____ GIVEN DATA

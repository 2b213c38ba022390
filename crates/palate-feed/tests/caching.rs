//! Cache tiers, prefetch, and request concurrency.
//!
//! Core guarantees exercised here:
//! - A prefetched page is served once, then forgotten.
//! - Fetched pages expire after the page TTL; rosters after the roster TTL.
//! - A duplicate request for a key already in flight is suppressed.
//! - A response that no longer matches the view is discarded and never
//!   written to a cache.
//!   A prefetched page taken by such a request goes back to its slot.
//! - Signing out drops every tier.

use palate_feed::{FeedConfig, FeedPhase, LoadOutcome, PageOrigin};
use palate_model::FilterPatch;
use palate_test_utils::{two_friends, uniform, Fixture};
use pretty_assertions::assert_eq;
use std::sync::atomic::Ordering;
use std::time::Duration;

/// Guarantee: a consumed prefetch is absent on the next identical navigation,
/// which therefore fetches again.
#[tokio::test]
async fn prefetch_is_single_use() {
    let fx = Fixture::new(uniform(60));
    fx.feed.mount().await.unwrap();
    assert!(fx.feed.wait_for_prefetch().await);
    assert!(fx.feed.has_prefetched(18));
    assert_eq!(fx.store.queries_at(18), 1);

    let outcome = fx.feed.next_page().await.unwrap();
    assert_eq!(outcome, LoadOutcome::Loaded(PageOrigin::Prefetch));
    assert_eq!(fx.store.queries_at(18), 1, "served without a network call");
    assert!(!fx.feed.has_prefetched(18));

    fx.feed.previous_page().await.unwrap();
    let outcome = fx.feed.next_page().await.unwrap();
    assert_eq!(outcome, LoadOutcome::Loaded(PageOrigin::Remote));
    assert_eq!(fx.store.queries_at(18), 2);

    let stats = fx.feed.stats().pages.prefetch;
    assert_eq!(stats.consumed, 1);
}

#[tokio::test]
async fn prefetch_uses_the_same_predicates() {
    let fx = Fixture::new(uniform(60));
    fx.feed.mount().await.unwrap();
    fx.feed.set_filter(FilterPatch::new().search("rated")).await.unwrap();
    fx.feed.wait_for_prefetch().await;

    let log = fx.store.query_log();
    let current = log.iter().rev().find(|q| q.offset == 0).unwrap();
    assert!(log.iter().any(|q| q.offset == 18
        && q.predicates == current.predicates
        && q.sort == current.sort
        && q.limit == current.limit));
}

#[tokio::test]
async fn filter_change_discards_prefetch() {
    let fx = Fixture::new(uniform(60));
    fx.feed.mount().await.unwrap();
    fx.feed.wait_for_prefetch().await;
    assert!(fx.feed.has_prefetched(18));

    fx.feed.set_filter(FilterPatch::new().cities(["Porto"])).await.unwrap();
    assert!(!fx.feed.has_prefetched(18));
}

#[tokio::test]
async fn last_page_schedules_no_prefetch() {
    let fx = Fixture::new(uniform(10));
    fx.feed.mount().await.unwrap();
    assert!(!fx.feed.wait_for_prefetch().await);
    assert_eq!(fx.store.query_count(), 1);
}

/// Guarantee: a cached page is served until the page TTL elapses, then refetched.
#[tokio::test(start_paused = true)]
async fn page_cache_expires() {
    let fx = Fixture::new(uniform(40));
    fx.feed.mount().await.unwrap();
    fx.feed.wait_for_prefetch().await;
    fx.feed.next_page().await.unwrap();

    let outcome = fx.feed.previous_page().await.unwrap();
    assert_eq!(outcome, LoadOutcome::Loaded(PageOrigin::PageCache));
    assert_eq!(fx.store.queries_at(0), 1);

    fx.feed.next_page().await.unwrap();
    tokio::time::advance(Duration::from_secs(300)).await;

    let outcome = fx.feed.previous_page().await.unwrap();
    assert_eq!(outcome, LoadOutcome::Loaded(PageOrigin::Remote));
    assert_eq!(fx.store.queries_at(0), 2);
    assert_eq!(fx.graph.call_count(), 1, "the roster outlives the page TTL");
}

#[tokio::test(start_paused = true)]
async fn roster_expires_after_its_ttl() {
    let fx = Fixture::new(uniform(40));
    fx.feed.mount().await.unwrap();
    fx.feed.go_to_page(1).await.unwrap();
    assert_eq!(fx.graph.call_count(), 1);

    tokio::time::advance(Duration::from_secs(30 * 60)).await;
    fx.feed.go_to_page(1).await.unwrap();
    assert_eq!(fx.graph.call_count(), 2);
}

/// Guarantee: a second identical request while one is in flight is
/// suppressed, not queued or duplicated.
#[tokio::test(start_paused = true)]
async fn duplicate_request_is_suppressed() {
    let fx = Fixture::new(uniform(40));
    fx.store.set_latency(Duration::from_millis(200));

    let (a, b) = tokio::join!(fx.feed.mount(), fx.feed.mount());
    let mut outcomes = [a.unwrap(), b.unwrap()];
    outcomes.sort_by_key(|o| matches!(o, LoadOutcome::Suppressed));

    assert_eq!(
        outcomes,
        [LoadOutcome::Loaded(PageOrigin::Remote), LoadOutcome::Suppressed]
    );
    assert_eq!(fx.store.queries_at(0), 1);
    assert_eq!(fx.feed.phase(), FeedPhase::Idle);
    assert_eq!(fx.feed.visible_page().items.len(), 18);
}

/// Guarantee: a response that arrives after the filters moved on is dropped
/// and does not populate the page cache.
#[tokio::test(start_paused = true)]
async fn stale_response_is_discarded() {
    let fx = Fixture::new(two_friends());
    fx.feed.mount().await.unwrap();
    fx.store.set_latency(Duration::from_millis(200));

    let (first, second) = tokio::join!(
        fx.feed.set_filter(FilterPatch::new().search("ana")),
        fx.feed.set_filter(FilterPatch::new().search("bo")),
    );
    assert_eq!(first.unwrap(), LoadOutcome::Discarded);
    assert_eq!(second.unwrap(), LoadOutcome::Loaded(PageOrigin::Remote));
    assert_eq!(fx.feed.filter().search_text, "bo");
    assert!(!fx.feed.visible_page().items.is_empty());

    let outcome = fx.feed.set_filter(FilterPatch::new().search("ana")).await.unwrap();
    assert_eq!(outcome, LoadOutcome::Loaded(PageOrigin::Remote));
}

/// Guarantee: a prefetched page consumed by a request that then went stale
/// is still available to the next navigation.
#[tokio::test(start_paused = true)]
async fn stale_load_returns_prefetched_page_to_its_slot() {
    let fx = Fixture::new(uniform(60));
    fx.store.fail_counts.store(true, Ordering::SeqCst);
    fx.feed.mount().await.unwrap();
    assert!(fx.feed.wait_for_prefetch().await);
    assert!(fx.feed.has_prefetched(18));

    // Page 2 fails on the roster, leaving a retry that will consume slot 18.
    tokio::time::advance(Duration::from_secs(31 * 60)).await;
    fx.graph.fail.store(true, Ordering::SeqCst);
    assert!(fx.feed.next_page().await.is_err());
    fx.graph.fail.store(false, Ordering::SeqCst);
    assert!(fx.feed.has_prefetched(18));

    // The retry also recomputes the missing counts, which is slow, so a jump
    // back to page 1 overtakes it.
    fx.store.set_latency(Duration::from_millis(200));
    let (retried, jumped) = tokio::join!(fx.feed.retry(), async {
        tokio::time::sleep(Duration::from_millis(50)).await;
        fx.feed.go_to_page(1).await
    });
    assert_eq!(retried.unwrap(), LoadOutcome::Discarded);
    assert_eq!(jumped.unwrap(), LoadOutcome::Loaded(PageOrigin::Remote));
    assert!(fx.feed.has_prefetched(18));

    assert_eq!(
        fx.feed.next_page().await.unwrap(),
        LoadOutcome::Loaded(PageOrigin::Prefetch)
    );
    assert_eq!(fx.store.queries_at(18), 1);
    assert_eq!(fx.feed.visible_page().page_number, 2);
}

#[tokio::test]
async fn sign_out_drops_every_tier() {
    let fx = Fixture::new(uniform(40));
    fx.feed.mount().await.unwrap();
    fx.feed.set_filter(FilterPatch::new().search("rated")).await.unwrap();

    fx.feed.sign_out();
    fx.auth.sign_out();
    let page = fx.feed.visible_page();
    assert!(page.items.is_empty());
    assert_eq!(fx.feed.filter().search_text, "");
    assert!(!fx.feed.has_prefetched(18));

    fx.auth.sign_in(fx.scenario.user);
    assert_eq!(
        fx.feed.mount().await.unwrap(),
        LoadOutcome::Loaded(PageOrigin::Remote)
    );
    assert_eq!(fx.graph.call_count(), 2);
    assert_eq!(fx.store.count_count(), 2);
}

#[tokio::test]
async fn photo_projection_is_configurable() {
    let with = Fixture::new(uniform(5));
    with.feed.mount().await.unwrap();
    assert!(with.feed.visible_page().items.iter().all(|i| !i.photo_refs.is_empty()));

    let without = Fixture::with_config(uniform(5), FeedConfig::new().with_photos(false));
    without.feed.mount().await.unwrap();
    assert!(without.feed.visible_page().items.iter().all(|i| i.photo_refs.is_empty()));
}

________

#### [WORK REQUEST]
Take each line above that holds the string "current" and copy it.

#### [TASK RESULT]
    let current = log.iter().rev().find(|q| q.offset == 0).unwrap();
        && q.predicates == current.predicates
        && q.sort == current.sort
        && q.limit == current.limit));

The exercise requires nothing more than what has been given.